Looking at the listing below, retype exactly the lines starting at the one containing "pub fn half_turn_inclusive(count: usize)" and ending at the one containing "filename demos/simple.rs", both included, and nothing else.

(DATA EXTRACTS begins)

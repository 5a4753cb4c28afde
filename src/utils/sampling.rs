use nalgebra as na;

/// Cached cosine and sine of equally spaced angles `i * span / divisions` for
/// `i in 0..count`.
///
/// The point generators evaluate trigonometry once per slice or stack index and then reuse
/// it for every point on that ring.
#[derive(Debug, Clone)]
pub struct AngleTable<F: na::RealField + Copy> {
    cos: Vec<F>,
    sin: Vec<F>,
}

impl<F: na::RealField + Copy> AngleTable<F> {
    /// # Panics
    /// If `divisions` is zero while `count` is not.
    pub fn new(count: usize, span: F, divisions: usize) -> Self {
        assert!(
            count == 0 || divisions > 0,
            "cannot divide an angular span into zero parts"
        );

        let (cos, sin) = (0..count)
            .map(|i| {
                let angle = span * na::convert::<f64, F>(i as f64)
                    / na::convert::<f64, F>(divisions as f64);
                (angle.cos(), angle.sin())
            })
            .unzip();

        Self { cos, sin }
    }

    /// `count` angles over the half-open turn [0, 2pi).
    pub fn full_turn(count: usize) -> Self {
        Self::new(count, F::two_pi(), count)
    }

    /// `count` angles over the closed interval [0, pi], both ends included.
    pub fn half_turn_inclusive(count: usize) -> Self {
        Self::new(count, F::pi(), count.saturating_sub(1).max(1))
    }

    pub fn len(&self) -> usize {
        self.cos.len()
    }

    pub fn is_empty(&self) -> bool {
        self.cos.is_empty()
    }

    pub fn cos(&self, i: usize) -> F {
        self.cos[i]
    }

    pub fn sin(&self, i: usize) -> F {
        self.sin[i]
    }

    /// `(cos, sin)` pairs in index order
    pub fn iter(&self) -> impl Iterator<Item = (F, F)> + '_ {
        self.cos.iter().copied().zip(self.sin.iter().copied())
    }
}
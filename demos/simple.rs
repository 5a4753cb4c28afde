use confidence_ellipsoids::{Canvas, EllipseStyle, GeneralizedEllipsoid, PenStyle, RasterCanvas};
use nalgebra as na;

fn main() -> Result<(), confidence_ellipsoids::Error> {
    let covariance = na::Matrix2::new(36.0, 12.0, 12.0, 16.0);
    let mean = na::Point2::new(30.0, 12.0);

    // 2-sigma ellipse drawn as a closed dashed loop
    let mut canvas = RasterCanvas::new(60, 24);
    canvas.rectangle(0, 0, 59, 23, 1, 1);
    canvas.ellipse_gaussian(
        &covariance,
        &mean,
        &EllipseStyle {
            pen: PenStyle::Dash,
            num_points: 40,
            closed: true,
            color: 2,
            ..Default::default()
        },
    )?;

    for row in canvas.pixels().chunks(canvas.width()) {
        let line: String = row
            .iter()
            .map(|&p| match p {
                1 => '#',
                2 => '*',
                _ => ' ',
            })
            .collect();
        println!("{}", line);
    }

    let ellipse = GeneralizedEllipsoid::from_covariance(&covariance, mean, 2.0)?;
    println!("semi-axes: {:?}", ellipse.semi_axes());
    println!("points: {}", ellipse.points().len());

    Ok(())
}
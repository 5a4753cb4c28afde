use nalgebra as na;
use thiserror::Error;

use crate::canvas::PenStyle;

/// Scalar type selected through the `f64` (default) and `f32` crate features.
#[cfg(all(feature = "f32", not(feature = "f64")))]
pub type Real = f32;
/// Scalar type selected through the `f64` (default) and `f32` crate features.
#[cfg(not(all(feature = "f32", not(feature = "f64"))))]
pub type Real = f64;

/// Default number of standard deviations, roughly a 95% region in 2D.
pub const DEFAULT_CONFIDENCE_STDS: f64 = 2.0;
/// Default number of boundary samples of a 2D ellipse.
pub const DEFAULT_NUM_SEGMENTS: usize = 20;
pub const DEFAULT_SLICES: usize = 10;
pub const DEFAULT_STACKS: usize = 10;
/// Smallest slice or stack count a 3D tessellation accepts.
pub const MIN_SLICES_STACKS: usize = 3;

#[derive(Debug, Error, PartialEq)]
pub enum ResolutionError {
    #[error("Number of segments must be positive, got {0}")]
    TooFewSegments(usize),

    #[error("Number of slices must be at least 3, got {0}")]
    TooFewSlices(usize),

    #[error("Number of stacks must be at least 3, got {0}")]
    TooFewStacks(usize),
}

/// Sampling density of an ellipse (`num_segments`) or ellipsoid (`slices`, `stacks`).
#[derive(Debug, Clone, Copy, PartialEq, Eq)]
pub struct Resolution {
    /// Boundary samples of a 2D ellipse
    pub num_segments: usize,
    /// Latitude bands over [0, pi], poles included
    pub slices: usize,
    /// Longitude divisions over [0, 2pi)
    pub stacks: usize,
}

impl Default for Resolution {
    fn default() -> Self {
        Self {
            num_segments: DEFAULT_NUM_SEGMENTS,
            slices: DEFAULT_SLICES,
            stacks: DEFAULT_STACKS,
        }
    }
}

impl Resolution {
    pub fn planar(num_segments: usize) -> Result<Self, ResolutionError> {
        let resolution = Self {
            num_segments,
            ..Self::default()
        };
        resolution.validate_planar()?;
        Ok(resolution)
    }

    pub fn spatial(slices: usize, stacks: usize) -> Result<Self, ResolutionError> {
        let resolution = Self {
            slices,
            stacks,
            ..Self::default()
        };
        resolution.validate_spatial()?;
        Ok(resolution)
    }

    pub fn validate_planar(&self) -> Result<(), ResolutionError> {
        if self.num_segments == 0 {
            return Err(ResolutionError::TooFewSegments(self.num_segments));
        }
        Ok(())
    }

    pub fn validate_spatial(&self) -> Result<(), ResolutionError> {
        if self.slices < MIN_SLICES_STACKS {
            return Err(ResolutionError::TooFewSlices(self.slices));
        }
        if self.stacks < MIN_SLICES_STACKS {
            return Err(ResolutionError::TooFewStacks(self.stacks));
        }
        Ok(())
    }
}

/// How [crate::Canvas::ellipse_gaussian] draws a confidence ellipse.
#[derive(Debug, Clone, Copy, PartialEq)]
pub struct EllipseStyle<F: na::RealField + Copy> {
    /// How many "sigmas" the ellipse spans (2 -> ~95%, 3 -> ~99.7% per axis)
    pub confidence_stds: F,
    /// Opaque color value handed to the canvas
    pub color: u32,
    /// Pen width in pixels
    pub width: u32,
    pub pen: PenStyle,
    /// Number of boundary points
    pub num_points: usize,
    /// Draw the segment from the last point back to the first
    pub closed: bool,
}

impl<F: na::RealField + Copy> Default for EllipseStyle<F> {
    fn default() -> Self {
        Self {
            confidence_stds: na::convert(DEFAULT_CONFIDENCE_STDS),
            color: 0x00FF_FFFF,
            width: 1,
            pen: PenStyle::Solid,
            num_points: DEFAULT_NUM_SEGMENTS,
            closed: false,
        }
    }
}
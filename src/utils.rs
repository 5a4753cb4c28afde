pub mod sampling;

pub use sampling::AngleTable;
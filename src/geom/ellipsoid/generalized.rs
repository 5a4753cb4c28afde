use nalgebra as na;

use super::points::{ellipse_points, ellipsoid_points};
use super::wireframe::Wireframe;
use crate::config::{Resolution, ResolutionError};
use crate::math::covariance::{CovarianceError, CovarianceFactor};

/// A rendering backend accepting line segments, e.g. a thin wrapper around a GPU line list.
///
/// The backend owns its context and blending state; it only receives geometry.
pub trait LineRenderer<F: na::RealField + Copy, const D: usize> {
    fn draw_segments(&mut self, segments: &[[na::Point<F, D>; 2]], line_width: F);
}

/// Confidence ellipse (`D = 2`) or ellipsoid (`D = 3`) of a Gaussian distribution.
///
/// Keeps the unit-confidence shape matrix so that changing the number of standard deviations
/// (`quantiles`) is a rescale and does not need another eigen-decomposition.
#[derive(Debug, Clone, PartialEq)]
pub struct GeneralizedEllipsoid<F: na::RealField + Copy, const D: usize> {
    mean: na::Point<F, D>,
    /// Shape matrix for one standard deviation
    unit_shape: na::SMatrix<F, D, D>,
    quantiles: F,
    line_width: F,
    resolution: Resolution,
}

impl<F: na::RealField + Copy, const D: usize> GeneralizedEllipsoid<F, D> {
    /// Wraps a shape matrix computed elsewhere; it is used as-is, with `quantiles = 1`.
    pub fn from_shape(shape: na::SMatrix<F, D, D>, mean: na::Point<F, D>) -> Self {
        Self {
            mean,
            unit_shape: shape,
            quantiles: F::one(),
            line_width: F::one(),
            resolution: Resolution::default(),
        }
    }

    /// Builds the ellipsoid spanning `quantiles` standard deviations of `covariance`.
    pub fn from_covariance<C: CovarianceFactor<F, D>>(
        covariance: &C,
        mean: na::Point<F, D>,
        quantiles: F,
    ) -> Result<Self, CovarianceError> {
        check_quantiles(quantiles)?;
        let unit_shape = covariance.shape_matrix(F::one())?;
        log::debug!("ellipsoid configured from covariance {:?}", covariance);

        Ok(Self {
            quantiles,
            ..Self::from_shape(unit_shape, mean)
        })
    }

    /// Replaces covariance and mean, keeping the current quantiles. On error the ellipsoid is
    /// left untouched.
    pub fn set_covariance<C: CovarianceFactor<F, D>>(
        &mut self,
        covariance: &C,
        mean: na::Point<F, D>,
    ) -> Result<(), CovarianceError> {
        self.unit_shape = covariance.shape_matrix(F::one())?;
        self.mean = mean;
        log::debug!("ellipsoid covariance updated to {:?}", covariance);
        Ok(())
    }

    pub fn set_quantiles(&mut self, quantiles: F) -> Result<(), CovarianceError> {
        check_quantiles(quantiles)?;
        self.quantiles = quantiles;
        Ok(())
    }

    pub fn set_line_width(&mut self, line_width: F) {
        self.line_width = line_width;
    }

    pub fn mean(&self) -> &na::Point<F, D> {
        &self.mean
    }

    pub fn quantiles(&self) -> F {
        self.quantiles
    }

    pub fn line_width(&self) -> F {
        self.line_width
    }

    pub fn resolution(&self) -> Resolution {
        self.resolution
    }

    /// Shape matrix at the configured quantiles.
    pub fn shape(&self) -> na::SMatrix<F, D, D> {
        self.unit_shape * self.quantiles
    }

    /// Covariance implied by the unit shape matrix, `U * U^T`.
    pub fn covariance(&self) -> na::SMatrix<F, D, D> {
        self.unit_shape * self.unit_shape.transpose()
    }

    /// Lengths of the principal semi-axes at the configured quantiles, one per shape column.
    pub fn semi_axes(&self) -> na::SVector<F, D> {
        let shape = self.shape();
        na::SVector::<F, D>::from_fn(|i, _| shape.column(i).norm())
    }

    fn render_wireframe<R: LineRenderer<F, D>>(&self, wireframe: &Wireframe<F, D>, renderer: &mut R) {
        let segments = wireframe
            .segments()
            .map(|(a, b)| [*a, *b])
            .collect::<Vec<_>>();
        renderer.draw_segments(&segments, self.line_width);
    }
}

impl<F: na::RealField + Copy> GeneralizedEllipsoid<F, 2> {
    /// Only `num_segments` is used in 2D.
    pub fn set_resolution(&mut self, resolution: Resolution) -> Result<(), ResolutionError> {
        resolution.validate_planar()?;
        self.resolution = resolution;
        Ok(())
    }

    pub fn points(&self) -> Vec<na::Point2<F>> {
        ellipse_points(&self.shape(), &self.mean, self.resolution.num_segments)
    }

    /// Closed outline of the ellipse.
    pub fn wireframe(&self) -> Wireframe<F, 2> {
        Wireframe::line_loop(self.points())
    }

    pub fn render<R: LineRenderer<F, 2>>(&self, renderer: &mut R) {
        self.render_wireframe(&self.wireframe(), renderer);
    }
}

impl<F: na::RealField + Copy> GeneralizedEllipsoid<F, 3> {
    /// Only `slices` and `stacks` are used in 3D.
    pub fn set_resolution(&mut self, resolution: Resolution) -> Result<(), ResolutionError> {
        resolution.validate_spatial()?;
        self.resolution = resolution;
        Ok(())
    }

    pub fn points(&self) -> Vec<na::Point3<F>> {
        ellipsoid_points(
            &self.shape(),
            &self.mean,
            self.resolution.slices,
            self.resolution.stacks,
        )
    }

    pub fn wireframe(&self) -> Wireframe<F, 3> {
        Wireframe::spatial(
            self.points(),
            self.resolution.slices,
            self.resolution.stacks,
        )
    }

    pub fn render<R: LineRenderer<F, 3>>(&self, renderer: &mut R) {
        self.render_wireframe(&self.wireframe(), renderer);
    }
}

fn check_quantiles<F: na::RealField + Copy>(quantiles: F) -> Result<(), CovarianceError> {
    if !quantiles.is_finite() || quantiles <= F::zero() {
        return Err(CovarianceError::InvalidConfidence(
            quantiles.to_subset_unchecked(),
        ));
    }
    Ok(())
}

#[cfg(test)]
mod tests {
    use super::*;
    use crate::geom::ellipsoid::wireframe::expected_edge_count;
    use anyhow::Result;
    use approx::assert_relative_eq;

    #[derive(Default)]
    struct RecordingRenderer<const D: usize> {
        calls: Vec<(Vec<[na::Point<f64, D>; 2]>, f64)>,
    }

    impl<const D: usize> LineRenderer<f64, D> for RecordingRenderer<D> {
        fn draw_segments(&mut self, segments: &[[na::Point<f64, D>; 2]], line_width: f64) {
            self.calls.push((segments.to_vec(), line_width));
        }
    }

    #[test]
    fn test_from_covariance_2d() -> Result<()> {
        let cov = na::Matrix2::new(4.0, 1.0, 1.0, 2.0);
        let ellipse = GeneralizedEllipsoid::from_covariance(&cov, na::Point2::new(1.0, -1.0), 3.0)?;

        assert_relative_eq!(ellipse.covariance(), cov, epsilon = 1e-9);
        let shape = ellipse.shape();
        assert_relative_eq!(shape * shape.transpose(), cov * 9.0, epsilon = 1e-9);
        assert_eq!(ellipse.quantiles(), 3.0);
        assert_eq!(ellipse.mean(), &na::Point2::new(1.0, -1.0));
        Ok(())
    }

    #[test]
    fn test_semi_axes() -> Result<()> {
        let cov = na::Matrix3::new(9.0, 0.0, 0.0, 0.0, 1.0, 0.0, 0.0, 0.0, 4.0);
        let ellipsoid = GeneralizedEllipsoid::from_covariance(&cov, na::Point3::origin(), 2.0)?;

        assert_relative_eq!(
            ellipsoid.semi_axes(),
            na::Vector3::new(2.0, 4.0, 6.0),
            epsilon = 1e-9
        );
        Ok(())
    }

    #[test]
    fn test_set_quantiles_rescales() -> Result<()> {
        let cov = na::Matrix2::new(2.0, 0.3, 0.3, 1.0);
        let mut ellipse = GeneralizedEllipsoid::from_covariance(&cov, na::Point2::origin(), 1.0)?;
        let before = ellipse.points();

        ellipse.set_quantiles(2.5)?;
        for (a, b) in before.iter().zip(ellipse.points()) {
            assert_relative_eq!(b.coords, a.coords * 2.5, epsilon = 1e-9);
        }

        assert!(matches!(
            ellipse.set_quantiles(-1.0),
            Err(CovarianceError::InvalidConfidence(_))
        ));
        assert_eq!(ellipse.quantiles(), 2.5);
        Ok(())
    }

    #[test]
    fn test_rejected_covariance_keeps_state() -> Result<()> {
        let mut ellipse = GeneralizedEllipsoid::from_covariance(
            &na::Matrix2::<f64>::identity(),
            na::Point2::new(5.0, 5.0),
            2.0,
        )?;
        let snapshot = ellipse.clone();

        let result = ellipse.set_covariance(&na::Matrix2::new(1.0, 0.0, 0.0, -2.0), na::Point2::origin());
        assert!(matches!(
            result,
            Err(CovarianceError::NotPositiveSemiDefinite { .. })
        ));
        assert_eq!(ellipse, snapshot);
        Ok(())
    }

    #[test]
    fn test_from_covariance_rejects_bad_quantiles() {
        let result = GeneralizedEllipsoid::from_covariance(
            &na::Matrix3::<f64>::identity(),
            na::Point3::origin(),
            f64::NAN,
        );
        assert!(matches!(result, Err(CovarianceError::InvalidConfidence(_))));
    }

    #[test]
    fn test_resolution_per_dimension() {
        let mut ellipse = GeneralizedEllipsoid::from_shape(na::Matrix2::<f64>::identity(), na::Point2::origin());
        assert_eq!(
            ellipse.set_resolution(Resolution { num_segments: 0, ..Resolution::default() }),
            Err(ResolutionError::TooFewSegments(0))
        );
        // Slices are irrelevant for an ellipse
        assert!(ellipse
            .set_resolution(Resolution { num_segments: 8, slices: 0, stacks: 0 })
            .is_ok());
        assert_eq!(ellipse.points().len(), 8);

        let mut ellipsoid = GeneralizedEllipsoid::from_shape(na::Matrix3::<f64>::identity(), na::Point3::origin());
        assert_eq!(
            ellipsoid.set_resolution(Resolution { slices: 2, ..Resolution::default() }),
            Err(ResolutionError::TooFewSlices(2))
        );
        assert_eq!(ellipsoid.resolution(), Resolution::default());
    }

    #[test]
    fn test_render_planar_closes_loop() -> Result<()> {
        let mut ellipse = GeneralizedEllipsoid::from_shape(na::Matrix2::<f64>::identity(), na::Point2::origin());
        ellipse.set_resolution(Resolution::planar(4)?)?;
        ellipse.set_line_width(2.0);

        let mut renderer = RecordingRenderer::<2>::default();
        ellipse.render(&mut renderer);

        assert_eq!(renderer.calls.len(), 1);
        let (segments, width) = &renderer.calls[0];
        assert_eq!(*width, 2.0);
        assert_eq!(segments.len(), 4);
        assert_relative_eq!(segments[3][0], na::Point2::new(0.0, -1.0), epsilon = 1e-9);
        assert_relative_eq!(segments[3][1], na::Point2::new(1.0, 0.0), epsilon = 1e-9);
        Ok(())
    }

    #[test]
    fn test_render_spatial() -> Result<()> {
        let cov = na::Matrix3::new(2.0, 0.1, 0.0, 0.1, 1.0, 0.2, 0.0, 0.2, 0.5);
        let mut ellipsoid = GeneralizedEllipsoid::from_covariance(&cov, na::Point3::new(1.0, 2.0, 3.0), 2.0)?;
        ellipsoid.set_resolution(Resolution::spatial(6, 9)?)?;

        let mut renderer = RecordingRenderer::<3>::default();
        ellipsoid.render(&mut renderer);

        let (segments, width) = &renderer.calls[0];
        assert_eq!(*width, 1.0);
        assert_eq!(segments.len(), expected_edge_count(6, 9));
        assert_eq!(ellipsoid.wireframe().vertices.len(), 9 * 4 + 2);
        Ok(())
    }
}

(DATA EXTRACTS ends)

■ OUTPUT ■
    pub fn half_turn_inclusive(count: usize) -> Self {
        Self::new(count, F::pi(), count.saturating_sub(1).max(1))
    }

    pub fn len(&self) -> usize {
        self.cos.len()
    }

    pub fn is_empty(&self) -> bool {
        self.cos.is_empty()
    }

    pub fn cos(&self, i: usize) -> F {
        self.cos[i]
    }

    pub fn sin(&self, i: usize) -> F {
        self.sin[i]
    }

    /// `(cos, sin)` pairs in index order
    pub fn iter(&self) -> impl Iterator<Item = (F, F)> + '_ {
        self.cos.iter().copied().zip(self.sin.iter().copied())
    }
}
filename demos/simple.rs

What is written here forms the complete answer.